» **PROBLEM STATEMENT**:
Exactly as they appear below, repeat the lines from the one with "temperature_name: config" through the one with "pub fn new(options: HeatConductionOptions, conductivity: Box<dyn", and no others.

___

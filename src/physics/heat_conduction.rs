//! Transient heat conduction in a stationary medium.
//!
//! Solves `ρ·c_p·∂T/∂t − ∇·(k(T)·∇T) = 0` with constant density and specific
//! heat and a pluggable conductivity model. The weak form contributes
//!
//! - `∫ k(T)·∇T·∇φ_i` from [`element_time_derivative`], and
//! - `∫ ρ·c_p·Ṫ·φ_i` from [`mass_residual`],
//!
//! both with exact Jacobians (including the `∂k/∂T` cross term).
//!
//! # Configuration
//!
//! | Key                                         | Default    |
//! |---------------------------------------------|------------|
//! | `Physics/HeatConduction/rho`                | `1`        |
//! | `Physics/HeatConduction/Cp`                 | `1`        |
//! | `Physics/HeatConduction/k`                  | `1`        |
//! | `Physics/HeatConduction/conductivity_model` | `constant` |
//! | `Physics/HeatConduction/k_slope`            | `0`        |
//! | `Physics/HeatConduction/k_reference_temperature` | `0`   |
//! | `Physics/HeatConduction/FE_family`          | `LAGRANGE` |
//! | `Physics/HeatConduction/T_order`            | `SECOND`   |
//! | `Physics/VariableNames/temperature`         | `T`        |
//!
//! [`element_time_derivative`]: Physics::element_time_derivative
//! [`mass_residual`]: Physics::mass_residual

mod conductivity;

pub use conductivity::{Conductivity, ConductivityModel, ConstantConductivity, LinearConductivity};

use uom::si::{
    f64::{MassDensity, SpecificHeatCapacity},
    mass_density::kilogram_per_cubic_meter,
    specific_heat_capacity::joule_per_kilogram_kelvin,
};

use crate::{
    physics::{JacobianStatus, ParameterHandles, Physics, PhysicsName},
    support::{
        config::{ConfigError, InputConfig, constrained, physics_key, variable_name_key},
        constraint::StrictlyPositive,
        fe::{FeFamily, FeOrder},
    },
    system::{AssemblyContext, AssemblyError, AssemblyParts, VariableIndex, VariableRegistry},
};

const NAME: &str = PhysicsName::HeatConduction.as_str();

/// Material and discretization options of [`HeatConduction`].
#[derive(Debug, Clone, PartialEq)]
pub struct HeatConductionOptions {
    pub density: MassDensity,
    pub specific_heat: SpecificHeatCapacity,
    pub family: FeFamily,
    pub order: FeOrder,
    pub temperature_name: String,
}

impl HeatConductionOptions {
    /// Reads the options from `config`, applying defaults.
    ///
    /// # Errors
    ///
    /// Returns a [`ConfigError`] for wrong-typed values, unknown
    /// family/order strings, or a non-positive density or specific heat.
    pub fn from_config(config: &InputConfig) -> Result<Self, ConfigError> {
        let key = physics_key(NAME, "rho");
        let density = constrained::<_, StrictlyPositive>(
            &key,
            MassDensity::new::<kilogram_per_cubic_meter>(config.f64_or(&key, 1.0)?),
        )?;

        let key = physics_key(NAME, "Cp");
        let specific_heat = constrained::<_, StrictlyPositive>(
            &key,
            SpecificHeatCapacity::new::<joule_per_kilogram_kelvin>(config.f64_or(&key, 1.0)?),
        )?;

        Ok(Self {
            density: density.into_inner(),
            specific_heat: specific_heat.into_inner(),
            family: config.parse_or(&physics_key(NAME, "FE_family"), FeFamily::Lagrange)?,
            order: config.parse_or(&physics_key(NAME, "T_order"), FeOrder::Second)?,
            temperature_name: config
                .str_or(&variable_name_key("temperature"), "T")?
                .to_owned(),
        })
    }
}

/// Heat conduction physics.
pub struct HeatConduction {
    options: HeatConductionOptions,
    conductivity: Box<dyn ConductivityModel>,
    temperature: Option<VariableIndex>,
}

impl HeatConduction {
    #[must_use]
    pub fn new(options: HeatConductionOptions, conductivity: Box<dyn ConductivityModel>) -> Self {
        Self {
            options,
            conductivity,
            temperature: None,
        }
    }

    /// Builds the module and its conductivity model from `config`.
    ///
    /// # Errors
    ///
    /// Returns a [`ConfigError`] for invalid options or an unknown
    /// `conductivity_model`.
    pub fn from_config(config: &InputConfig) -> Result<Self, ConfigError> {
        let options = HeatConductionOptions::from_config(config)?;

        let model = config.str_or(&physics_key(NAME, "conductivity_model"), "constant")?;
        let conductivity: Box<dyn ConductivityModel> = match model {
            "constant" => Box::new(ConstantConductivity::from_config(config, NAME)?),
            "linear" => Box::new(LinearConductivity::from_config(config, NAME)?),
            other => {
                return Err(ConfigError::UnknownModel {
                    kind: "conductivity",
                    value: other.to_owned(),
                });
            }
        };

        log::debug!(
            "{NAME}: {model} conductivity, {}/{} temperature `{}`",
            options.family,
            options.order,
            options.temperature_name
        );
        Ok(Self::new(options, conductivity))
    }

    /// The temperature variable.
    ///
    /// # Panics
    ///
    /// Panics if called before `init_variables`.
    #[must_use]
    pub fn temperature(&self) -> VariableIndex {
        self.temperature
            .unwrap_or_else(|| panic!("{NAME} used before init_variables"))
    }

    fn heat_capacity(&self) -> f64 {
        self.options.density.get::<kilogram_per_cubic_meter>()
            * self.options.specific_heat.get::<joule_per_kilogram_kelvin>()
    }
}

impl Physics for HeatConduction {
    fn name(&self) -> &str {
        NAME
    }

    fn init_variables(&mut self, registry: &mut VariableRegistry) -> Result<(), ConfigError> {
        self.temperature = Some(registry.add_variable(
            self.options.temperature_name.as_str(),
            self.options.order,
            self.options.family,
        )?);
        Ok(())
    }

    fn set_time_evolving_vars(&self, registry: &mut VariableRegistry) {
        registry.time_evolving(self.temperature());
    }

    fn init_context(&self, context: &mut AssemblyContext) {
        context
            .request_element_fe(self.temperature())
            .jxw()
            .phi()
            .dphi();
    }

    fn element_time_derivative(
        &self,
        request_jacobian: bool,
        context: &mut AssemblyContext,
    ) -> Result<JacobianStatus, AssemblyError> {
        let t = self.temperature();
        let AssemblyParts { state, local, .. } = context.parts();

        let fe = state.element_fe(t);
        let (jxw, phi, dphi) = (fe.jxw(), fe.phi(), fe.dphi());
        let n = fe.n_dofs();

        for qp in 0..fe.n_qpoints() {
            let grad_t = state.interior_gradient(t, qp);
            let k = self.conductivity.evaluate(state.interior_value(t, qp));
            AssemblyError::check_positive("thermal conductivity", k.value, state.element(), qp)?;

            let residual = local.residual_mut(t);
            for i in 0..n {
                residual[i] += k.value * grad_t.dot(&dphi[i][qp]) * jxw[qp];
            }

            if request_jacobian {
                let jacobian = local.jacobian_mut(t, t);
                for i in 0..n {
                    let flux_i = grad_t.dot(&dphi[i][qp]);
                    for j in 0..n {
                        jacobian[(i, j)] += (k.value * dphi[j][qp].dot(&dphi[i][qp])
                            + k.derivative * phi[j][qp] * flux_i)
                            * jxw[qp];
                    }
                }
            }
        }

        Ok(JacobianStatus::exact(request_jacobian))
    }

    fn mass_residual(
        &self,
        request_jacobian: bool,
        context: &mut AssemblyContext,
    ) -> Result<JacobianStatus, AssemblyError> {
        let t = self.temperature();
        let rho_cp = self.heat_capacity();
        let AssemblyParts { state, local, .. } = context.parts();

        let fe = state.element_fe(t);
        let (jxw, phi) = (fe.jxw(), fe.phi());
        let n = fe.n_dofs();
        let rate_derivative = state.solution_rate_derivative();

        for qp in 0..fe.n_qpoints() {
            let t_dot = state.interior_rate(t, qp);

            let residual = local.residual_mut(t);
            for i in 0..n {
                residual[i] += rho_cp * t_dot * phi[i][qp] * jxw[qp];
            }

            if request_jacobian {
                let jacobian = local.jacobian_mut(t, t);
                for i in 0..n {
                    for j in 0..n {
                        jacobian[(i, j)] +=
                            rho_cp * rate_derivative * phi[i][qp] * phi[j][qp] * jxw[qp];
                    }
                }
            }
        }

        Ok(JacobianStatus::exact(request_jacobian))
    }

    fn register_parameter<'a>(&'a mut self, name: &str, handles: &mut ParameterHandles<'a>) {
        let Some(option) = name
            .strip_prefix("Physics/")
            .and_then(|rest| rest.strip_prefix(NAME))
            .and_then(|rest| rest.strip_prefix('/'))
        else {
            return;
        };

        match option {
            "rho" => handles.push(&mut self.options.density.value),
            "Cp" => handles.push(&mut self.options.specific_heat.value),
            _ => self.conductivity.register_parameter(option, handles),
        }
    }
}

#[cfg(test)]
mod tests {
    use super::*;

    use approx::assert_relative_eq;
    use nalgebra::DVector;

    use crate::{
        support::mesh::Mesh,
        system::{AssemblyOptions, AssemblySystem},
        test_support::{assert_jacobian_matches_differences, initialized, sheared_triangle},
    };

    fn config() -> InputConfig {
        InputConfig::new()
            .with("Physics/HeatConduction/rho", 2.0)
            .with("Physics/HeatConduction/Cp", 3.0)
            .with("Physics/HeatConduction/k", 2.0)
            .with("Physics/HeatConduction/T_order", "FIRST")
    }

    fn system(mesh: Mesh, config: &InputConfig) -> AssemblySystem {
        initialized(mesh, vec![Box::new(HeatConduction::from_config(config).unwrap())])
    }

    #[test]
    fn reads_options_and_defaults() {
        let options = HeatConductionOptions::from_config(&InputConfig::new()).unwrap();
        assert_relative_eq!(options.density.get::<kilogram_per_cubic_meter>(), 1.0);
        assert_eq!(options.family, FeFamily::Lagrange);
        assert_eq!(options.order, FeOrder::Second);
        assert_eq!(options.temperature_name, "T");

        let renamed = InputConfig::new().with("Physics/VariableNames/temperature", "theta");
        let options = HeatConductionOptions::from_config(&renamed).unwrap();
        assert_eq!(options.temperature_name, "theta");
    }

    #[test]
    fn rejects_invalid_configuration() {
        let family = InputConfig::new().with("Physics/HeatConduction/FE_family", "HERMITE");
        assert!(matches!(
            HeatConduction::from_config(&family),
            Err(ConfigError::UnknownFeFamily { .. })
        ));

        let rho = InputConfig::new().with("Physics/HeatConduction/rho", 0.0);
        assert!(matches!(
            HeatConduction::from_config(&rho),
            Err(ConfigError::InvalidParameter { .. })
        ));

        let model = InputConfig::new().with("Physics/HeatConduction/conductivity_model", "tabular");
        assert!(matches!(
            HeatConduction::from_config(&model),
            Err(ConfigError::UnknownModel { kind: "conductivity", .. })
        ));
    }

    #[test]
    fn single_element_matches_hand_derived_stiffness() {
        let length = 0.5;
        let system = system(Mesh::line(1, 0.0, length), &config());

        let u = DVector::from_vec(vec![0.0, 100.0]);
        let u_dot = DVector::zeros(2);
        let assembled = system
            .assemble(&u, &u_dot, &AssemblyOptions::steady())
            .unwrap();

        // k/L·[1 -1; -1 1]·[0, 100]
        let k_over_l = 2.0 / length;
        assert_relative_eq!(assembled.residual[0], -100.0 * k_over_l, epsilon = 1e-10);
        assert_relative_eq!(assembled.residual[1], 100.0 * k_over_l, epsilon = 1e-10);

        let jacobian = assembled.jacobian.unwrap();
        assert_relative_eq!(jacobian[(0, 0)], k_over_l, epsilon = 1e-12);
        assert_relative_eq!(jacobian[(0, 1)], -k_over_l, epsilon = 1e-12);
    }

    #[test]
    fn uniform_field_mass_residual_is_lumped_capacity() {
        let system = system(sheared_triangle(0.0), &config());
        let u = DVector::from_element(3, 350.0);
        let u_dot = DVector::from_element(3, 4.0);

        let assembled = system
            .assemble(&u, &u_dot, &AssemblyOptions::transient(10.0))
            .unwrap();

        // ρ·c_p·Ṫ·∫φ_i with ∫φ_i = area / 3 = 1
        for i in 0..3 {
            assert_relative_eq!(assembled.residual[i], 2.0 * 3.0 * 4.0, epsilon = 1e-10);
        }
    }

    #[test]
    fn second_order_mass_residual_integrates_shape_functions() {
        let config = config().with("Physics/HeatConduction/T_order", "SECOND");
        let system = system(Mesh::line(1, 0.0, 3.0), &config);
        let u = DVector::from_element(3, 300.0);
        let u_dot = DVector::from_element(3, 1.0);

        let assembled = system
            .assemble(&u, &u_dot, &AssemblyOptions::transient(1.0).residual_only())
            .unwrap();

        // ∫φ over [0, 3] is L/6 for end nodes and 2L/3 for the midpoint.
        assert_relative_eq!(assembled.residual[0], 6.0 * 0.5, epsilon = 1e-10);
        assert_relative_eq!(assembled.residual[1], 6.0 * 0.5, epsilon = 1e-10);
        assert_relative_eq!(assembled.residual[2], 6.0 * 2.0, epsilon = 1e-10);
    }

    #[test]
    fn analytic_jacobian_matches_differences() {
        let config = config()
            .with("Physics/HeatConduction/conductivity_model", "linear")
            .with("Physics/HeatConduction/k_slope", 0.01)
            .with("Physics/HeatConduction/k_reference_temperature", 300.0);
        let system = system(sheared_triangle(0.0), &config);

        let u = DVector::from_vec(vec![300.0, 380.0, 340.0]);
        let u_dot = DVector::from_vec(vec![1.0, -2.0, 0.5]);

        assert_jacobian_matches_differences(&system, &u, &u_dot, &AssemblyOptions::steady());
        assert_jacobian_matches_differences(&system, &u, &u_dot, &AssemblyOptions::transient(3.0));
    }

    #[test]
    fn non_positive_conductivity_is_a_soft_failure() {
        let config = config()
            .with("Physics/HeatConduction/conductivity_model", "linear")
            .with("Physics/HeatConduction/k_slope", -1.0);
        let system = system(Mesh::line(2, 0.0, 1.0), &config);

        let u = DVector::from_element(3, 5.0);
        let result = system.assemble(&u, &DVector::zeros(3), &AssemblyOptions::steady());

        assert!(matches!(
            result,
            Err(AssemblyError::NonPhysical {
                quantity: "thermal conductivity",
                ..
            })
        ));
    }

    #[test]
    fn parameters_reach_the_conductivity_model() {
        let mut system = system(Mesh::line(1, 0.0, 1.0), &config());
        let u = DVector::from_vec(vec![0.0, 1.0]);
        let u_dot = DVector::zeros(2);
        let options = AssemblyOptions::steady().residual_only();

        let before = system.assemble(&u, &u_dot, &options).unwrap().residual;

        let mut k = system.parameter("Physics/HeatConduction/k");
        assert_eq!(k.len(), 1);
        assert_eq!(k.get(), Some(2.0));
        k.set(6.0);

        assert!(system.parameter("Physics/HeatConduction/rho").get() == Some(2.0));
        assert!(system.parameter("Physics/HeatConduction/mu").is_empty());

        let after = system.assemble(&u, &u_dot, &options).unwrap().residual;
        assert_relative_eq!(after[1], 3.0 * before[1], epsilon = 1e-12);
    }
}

___

» **PROBLEM SOLUTION**:
            temperature_name: config
                .str_or(&variable_name_key("temperature"), "T")?
                .to_owned(),
        })
    }
}

/// Heat conduction physics.
pub struct HeatConduction {
    options: HeatConductionOptions,
    conductivity: Box<dyn ConductivityModel>,
    temperature: Option<VariableIndex>,
}

impl HeatConduction {
    #[must_use]
    pub fn new(options: HeatConductionOptions, conductivity: Box<dyn ConductivityModel>) -> Self {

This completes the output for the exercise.